*** Provided records Section Begins ***

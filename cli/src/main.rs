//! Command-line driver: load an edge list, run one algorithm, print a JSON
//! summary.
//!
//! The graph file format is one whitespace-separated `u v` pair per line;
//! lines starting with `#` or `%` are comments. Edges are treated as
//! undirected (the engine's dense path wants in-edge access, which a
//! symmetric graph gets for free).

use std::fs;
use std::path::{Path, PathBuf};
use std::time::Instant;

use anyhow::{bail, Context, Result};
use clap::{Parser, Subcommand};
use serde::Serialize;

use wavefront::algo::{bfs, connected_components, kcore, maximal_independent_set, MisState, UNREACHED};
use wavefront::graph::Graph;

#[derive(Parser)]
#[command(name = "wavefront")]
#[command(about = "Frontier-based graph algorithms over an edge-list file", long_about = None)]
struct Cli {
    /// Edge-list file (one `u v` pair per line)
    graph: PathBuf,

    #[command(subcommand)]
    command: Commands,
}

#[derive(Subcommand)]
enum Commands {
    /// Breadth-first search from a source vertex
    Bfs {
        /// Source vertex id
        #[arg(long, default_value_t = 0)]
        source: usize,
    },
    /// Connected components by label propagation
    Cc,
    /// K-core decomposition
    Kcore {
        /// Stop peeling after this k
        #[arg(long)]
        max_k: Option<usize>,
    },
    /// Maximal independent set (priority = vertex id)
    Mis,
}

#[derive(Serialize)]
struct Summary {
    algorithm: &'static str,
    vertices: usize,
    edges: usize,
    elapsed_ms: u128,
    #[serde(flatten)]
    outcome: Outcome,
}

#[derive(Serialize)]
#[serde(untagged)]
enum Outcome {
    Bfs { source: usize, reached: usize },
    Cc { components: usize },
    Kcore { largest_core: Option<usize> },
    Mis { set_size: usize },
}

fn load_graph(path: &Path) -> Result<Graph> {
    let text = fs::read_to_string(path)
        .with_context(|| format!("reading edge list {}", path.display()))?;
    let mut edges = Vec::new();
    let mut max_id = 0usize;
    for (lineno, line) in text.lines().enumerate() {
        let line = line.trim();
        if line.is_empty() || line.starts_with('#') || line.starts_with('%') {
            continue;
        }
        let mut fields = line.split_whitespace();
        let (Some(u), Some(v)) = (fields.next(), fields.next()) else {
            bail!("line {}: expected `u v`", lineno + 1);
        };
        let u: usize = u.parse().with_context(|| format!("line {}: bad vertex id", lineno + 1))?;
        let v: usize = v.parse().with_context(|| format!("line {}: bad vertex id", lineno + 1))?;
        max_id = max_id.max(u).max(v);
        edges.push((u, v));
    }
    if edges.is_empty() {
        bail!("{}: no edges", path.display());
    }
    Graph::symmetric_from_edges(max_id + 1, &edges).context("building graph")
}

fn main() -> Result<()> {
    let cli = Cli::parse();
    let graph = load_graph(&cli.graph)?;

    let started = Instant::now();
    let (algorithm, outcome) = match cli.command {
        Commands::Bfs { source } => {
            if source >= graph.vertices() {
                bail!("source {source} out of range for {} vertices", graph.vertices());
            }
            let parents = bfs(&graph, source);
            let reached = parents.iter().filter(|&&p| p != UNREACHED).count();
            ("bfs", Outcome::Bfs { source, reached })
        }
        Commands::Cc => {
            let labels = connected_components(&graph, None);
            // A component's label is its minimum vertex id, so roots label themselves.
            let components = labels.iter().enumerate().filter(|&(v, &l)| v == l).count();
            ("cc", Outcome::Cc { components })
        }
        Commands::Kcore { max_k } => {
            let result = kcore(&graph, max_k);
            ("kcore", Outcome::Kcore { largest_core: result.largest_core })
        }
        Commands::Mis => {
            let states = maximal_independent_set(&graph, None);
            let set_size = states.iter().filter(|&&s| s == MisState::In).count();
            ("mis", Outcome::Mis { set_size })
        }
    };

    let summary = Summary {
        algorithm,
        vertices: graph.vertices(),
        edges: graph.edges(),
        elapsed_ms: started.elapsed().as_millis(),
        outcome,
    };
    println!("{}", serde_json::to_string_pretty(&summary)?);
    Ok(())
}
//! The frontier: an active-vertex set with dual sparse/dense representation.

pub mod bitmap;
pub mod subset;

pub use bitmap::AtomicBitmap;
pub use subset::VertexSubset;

*** Provided records Section Ends ***

Work task: When a line holds the string "dense", pull it out of the listing.

Exercise response:
//! undirected (the engine's dense path wants in-edge access, which a
//! The frontier: an active-vertex set with dual sparse/dense representation.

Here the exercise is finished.